What Is Virtue Signaling, And Are You Guilty Of It?

As social media has evolved, so has the vocabulary associated with it. (Remember when a "troll" was just an ugly fairy-tale creature that lived under bridges?)  One phrase we've been seeing a lot these days is "virtue signaling," which, despite its saintly-sounding name, is more of a slam than a compliment. 

Virtue signaling, according to Dictionary.com, is "the sharing of one's point of view on a social or political issue, often on social media, in order to garner praise or acknowledgment of one's righteousness from others who share that point of view, or passively rebuke those who do not." In other words, people who retweeted an outraged op-ed about Olympic athlete Gwen Berry not saluting the American flag, or put a pink-ribbon frame around their Facebook profile pic during Breast Cancer Awareness Month, might be virtue signalers. 

Are you guilty? It depends on what you do when you're off social media. If all you've done to show support for the Black community is turn your Insta feed dark for a day and buy a copy of "How to Be an Anti-Racist," you might be a signaler. Or think about your motivation. Would you have reposted that LGBTQ+ "I'm your parent now" meme if 10 of your friends hadn't already done it? Are you filling your feed with Donald Trump's accusations about the "stolen election" just to watch your liberal brother-in-law's reaction? Virtue signaling is all about putting on a good show for your pals and followers, even if you don't actually put any money or action behind your posts.

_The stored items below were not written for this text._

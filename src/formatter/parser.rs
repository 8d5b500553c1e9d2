//! Recursive-descent parser from tokens to the template AST.
//!
//! ```text
//! template := (RawText | Block)*
//! Block    := '{' '?'? Expr ('|' Expr)* '}'
//! Expr     := String | Number | Ident ('(' ArgList? ')')?
//! ArgList  := Expr (',' Expr)*
//! ```
//!
//! Every AST node displays as template source, and parsing that source
//! yields an equal AST.

use std::fmt;

use super::lexer::{tokenize, Token, TokenKind};
use crate::error::{CatalogError, Result};

#[derive(Clone, Debug, PartialEq)]
pub enum Node {
    Raw(String),
    Block(Block),
}

#[derive(Clone, Debug, PartialEq)]
pub struct Block {
    /// Skips the rest of the chain when the first element is empty.
    pub optional: bool,
    /// The first element yields the head value; the rest are filters.
    pub chain: Vec<Expr>,
}

#[derive(Clone, Debug, PartialEq)]
pub enum Expr {
    String(String),
    Number(i64),
    Function { name: String, args: Vec<Expr> },
    /// A bare identifier, resolved as a variable or a zero-argument function
    /// when evaluated.
    FunctionOrVariable(String),
}

impl fmt::Display for Node {
    fn fmt(&self, f: &mut fmt::Formatter) -> fmt::Result {
        match self {
            Node::Raw(text) => write!(f, "{}", text),
            Node::Block(block) => {
                write!(f, "{{")?;
                if block.optional {
                    write!(f, "?")?;
                }
                for (i, expr) in block.chain.iter().enumerate() {
                    if i > 0 {
                        write!(f, "|")?;
                    }
                    write!(f, "{}", expr)?;
                }
                write!(f, "}}")
            }
        }
    }
}

impl fmt::Display for Expr {
    fn fmt(&self, f: &mut fmt::Formatter) -> fmt::Result {
        match self {
            Expr::String(text) => {
                write!(f, "'")?;
                for c in text.chars() {
                    match c {
                        '\\' => write!(f, "\\\\")?,
                        '\'' => write!(f, "\\'")?,
                        '\n' => write!(f, "\\n")?,
                        '\r' => write!(f, "\\r")?,
                        '\t' => write!(f, "\\t")?,
                        '\u{8}' => write!(f, "\\b")?,
                        c => write!(f, "{}", c)?,
                    }
                }
                write!(f, "'")
            }
            Expr::Number(n) => write!(f, "{}", n),
            Expr::Function { name, args } => {
                write!(f, "{}(", name)?;
                for (i, arg) in args.iter().enumerate() {
                    if i > 0 {
                        write!(f, ", ")?;
                    }
                    write!(f, "{}", arg)?;
                }
                write!(f, ")")
            }
            Expr::FunctionOrVariable(name) => write!(f, "{}", name),
        }
    }
}

/// Serializes nodes back to template source.
pub fn unparse(nodes: &[Node]) -> String {
    nodes.iter().map(|n| n.to_string()).collect()
}

pub fn parse(source: &str) -> Result<Vec<Node>> {
    let tokens = tokenize(source)?;
    Parser::new(&tokens, source.len()).template()
}

struct Parser<'t> {
    tokens: &'t [Token],
    position: usize,
    end: usize,
}

impl<'t> Parser<'t> {
    fn new(tokens: &'t [Token], end: usize) -> Self {
        Self {
            tokens,
            position: 0,
            end,
        }
    }

    fn peek(&self) -> Option<&'t Token> {
        self.tokens.get(self.position)
    }
    fn next(&mut self) -> Option<&'t Token> {
        let token = self.tokens.get(self.position);
        self.position += 1;
        token
    }
    fn offset(&self) -> usize {
        self.peek().map(|t| t.offset).unwrap_or(self.end)
    }
    fn error(&self, message: impl Into<String>) -> CatalogError {
        CatalogError::Syntax {
            message: message.into(),
            offset: self.offset(),
        }
    }
    fn at(&self, kind: TokenKind) -> bool {
        self.peek().map(|t| t.kind == kind).unwrap_or(false)
    }

    fn template(mut self) -> Result<Vec<Node>> {
        let mut nodes = Vec::new();
        while let Some(token) = self.peek() {
            match token.kind {
                TokenKind::RawText => {
                    self.next();
                    nodes.push(Node::Raw(token.value.clone()));
                }
                TokenKind::OpenBrace => nodes.push(Node::Block(self.block()?)),
                TokenKind::CloseBrace => return Err(self.error("'}' without a matching '{'")),
                _ => return Err(self.error(format!("unexpected '{}'", token.value))),
            }
        }
        Ok(nodes)
    }

    fn block(&mut self) -> Result<Block> {
        self.next();
        let optional = self.at(TokenKind::Question);
        if optional {
            self.next();
        }
        if self.at(TokenKind::CloseBrace) {
            return Err(self.error("empty block"));
        }
        let mut chain = vec![self.expr()?];
        loop {
            match self.peek().map(|t| t.kind) {
                Some(TokenKind::Pipe) => {
                    self.next();
                    if self.at(TokenKind::CloseBrace) || self.at(TokenKind::Pipe) || self.peek().is_none() {
                        return Err(self.error("expected an expression after '|'"));
                    }
                    chain.push(self.expr()?);
                }
                Some(TokenKind::CloseBrace) => {
                    self.next();
                    return Ok(Block { optional, chain });
                }
                None => return Err(self.error("unterminated block")),
                Some(_) => return Err(self.error("expected '|' or '}'")),
            }
        }
    }

    fn expr(&mut self) -> Result<Expr> {
        let Some(token) = self.peek() else {
            return Err(self.error("unterminated block"));
        };
        match token.kind {
            TokenKind::String => {
                self.next();
                Ok(Expr::String(token.value.clone()))
            }
            TokenKind::Number => {
                let value = token
                    .value
                    .parse::<i64>()
                    .map_err(|_| self.error(format!("number '{}' is out of range", token.value)))?;
                self.next();
                Ok(Expr::Number(value))
            }
            TokenKind::Identifier => {
                self.next();
                if !self.at(TokenKind::OpenParen) {
                    return Ok(Expr::FunctionOrVariable(token.value.clone()));
                }
                self.next();
                let mut args = Vec::new();
                if self.at(TokenKind::CloseParen) {
                    self.next();
                    return Ok(Expr::Function {
                        name: token.value.clone(),
                        args,
                    });
                }
                loop {
                    args.push(self.expr()?);
                    match self.next().map(|t| t.kind) {
                        Some(TokenKind::Comma) => continue,
                        Some(TokenKind::CloseParen) => break,
                        _ => {
                            self.position -= 1;
                            return Err(self.error(format!("expected ',' or ')' in call to '{}'", token.value)));
                        }
                    }
                }
                Ok(Expr::Function {
                    name: token.value.clone(),
                    args,
                })
            }
            TokenKind::Greater => Err(self.error("'>' is reserved")),
            TokenKind::CloseBrace => Err(self.error("expected an expression")),
            TokenKind::OpenBrace => Err(self.error("unexpected '{' inside a block")),
            _ => Err(self.error(format!("unexpected '{}'", token.value))),
        }
    }
}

Celebrities are often accused of virtue signaling

The phrase "virtue signaling" was coined in a 2015 article by a British writer, James Bartholomew (via The Guardian). "I felt there were people who felt very proud of themselves but had done nothing but say 'racism is awful', or had voted Labour and thought they were virtuous," he explained to the paper.

Since then, it's been used quite a bit to describe celebrities accused of backing causes just because they happen to be trendy. One recent example is the 2021 Golden Globes: The awards ceremony came under fire for the lack of diversity in the voting committee, and a number of stars boycotted the event. Among them was Tom Cruise, who went so far as to return the three Globes he had won in previous years. Critics sneered that if the actor were truly concerned about the inequity, he would have refused his honors long ago (via Daily Mail). 

Coincidentally enough, at the 2020 Golden Globes the previous year, host Ricky Gervais pointed out the "very racist" Hollywood Foreign Press. But he mostly took aim at hypocritical virtue-signaling celebs. Gervais pointed out that many of them make films at studios with connections to countries known for labor-law abuses. (via The Hollywood Reporter). "[I]f you do win an award tonight, don't use it as a platform to make a political speech," he said. "You're in no position to lecture the public about anything ... [C]ome up, accept your little award, thank your agent and your God and f*** off, OK?"